Content starts

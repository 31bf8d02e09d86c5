//! Graph traversal: greedy descent on upper layers and best-first search
//! on the base layer.

use crate::graph::NodeId;
use crate::layer::Layers;
use crate::Result;
use skein_vector::{Metric, PointStore};
use std::cmp::{Ordering, Reverse};
use std::collections::{BinaryHeap, HashSet};

/// Candidate during search (node_id, distance).
#[derive(Debug, Clone, Copy, PartialEq)]
pub(crate) struct Candidate {
    pub node_id: NodeId,
    pub distance: f32,
}

impl Eq for Candidate {}

impl PartialOrd for Candidate {
    fn partial_cmp(&self, other: &Self) -> Option<Ordering> {
        Some(self.cmp(other))
    }
}

impl Ord for Candidate {
    fn cmp(&self, other: &Self) -> Ordering {
        self.distance
            .total_cmp(&other.distance)
            .then_with(|| self.node_id.cmp(&other.node_id))
    }
}

/// Hill-climb from `start` toward `query` on one layer.
///
/// Moves to the closest neighbor while it is strictly closer than the
/// current node and returns the local optimum. A node without an adjacency
/// list on `layer` is returned as is.
pub(crate) fn greedy_descend<M: Metric>(
    layers: &Layers,
    store: &PointStore<M>,
    start: NodeId,
    query: &[f32],
    layer: usize,
) -> Result<NodeId> {
    let mut current = start;
    let mut current_dist = store.distance_to(current, query)?;

    loop {
        let Some(neighbors) = layers.get(layer).and_then(|g| g.neighbors(current)) else {
            return Ok(current);
        };
        if neighbors.is_empty() {
            return Ok(current);
        }

        let mut best = current;
        let mut best_dist = current_dist;
        for &neighbor_id in neighbors.iter() {
            let dist = store.distance_to(neighbor_id, query)?;
            if dist < best_dist {
                best = neighbor_id;
                best_dist = dist;
            }
        }

        if best == current {
            return Ok(current);
        }
        current = best;
        current_dist = best_dist;
    }
}

/// Best-first search over layer 0.
///
/// Keeps a min-heap frontier and a max-heap of the `k` best nodes accepted
/// so far. Every popped node has its unseen neighbors expanded, whether or
/// not it is accepted, and the search runs until the frontier is empty, so
/// the whole component reachable from `entry` is visited. `exclude` is never
/// accepted.
///
/// Returns up to `k` candidates sorted closest first.
pub(crate) fn search_base_layer<M: Metric>(
    layers: &Layers,
    store: &PointStore<M>,
    entry: NodeId,
    query: &[f32],
    exclude: Option<NodeId>,
    k: usize,
) -> Result<Vec<Candidate>> {
    let Some(base) = layers.get(0) else {
        return Ok(Vec::new());
    };

    // Min-heap for the frontier (closest first)
    let mut frontier: BinaryHeap<Reverse<Candidate>> = BinaryHeap::new();
    // Max-heap for results (furthest first, for eviction)
    // Bounded by the store so an oversized k cannot overflow the allocation
    let mut results: BinaryHeap<Candidate> =
        BinaryHeap::with_capacity(k.min(store.len()).saturating_add(1));
    let mut seen: HashSet<NodeId> = HashSet::new();
    if let Some(excluded) = exclude {
        seen.insert(excluded);
    }

    frontier.push(Reverse(Candidate {
        node_id: entry,
        distance: store.distance_to(entry, query)?,
    }));

    let mut expanded = 0usize;
    while let Some(Reverse(current)) = frontier.pop() {
        expanded += 1;

        if let Some(neighbors) = base.neighbors(current.node_id) {
            for &neighbor_id in neighbors.iter() {
                if seen.insert(neighbor_id) {
                    let distance = store.distance_to(neighbor_id, query)?;
                    frontier.push(Reverse(Candidate {
                        node_id: neighbor_id,
                        distance,
                    }));
                }
            }
        }

        if Some(current.node_id) == exclude {
            continue;
        }
        // The entry is not marked seen, so it can come back through a neighbor
        if results.iter().any(|c| c.node_id == current.node_id) {
            continue;
        }

        if results.len() < k {
            results.push(current);
        } else if let Some(worst) = results.peek() {
            if current < *worst {
                results.pop();
                results.push(current);
            }
        }
    }

    tracing::trace!(entry, expanded, found = results.len(), "base layer search finished");

    Ok(results.into_sorted_vec())
}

Content ends

Your assignment
Write out the material above exactly, please, from its first line up to and including the line where "impl Eq for" appears, and stop there.

Solution below
repository 31bf8d02e09d86c5
//! Graph traversal: greedy descent on upper layers and best-first search
//! on the base layer.

use crate::graph::NodeId;
use crate::layer::Layers;
use crate::Result;
use skein_vector::{Metric, PointStore};
use std::cmp::{Ordering, Reverse};
use std::collections::{BinaryHeap, HashSet};

/// Candidate during search (node_id, distance).
#[derive(Debug, Clone, Copy, PartialEq)]
pub(crate) struct Candidate {
    pub node_id: NodeId,
    pub distance: f32,
}

impl Eq for Candidate {}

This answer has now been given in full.